Not long ago I read a few books on housekeeping that helped me get focused and organized in terms of caring for our home. In Home Comforts, Cheryl Mendelson gives a comprehensive examination of how to clean and keep a home. It's quite comprehensive, actually -- 896 pages' worth. I'll admit I didn't read every single page, but what I took away from the book is the importance of having a routine. Mendelson suggests having a day of the week for each task, but that didn't work for me. I'd assign various tasks to various days and end up having to chuck the plan for various reasons. But that left us with unvacuumed floors and bare cupboards. We always, however, have clean clothes. Whether they are folded or not is a separate issue; they are clean.

This is the first official week of my break from teaching, and it has me thinking about our household routine. I've been thinking about it so much, in fact, that all I did yesterday was think and worry about all the things that needed to get done around here that haven't been done in awhile. Like the vacuuming. Which was a task of Olympic proportions this morning as I slid furniture around the house and whirled the hand-held extender into every crevice of this house.

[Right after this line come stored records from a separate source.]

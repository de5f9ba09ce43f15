//! # Line Codec
//!
//! Records are persisted one per line as delimiter-separated fields. Plain
//! fields are written verbatim, so a file holding only plain values reads
//! exactly like a hand-written comma-separated list:
//!
//! ```text
//! Alice,R1,CS,3.5,555-0100
//! ```
//!
//! A field containing the delimiter, a quote or a line break is wrapped in
//! double quotes, with embedded quotes doubled:
//!
//! ```text
//! "Doe, Jane",R2,"Math ""Honors""",3.9,555-0101
//! ```
//!
//! Inside quotes, line breaks are written as `\n` / `\r` and a backslash as
//! `\\`, so every record occupies exactly one physical line. Unquoted fields
//! never contain line breaks and keep their backslashes verbatim.
//!
//! Splitting never fails. Malformed quoting (an unterminated quote, or text
//! after a closing quote) is read leniently instead of being rejected.

pub const DELIMITER: char = ',';
const QUOTE: char = '"';
const ESCAPE: char = '\\';

/// Joins fields into a single line, quoting only the fields that need it.
pub fn join_fields<I, S>(fields: I) -> String
where
    I: IntoIterator<Item = S>,
    S: AsRef<str>,
{
    let mut line = String::new();
    for (i, field) in fields.into_iter().enumerate() {
        if i > 0 {
            line.push(DELIMITER);
        }
        push_field(&mut line, field.as_ref());
    }
    line
}

fn needs_quoting(field: &str) -> bool {
    field
        .chars()
        .any(|c| c == DELIMITER || c == QUOTE || c == '\n' || c == '\r')
}

fn push_field(line: &mut String, field: &str) {
    if !needs_quoting(field) {
        line.push_str(field);
        return;
    }

    line.push(QUOTE);
    for c in field.chars() {
        match c {
            QUOTE => line.push_str("\"\""),
            ESCAPE => line.push_str("\\\\"),
            '\n' => line.push_str("\\n"),
            '\r' => line.push_str("\\r"),
            _ => line.push(c),
        }
    }
    line.push(QUOTE);
}

/// Splits a line into its fields.
///
/// An empty line yields a single empty field, mirroring `join_fields(&[""])`.
pub fn split_fields(line: &str) -> Vec<String> {
    let mut fields = Vec::new();
    let mut current = String::new();
    let mut chars = line.chars().peekable();
    let mut at_field_start = true;
    let mut in_quotes = false;

    while let Some(c) = chars.next() {
        if in_quotes {
            match c {
                QUOTE if chars.peek() == Some(&QUOTE) => {
                    chars.next();
                    current.push(QUOTE);
                }
                QUOTE => in_quotes = false,
                ESCAPE => match chars.peek().copied() {
                    Some('n') => {
                        chars.next();
                        current.push('\n');
                    }
                    Some('r') => {
                        chars.next();
                        current.push('\r');
                    }
                    Some(ESCAPE) => {
                        chars.next();
                        current.push(ESCAPE);
                    }
                    // unknown escapes stay literal
                    _ => current.push(ESCAPE),
                },
                _ => current.push(c),
            }
            continue;
        }

        if c == DELIMITER {
            fields.push(std::mem::take(&mut current));
            at_field_start = true;
            continue;
        }

        if c == QUOTE && at_field_start {
            in_quotes = true;
        } else {
            current.push(c);
        }
        at_field_start = false;
    }

    fields.push(current);
    fields
}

I know I shouldn't worry about these things, and that I certainly shouldn't worry about them on the Sabbath. So I decided it was time to reinstate the routine, but instead of having a task for every day of the week, I want to do as many tasks as I can in one day. I've elected Mondays as the do-it-all day, which means Mondays will be laundering, vacuuming, cleaning, meal planning, and grocery shopping day. We'll see if this works.

When I think about keeping our house, though, I like what Margaret Kim Peterson has to say in Keeping House: The Litany of Everyday Life:
How much more hospitable it would be if our homes were routinely to be places filled with satisfying meals, with shirts warm from the dryer, with smoothly made beds -- not because we are trying to win the housekeeping prize but because these things are good and pleasant ways to care for one another and for ourselves.